■ What you are asked to do
Look through the records below for the word "tempfile". Report how many lines have it, and only that number.

[Data items]
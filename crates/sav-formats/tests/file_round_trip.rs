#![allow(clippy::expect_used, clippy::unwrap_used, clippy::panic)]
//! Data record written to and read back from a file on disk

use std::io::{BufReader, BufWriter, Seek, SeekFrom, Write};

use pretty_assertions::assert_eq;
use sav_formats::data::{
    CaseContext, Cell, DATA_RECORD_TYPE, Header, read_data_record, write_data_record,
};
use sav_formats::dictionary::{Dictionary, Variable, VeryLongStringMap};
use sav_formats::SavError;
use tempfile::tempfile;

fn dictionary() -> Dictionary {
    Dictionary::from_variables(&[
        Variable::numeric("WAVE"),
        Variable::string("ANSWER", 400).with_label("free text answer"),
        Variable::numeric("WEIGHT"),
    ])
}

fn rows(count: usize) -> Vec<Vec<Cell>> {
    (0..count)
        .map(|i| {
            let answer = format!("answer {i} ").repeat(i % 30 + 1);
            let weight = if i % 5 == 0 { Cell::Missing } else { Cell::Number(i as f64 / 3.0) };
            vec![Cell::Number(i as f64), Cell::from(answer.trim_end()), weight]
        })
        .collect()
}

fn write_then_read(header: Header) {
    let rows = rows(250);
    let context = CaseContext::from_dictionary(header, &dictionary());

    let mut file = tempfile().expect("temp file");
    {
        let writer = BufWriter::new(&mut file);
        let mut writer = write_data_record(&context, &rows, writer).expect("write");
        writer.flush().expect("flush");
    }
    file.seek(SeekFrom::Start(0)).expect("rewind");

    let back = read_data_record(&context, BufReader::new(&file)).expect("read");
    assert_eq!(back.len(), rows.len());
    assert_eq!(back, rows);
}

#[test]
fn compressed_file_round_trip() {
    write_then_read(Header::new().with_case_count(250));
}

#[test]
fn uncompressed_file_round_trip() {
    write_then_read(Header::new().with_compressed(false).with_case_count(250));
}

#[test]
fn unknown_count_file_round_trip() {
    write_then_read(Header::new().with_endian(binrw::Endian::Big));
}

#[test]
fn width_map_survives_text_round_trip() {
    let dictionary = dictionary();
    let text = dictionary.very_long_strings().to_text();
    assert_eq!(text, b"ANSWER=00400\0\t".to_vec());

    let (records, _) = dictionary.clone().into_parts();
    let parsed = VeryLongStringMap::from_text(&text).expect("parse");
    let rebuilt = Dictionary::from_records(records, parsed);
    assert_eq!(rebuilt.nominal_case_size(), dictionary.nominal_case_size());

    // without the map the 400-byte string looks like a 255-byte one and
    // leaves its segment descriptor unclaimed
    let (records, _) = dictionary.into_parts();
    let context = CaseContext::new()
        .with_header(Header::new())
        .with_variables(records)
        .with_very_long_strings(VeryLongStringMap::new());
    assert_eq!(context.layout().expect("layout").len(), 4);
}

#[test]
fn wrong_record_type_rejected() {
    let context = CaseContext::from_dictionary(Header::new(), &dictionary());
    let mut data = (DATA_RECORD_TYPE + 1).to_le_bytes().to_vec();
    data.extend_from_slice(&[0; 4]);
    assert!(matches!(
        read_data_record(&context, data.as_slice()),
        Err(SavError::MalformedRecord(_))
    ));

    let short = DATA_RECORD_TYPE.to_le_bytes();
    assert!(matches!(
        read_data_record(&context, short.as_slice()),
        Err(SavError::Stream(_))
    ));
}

■ Answer section
2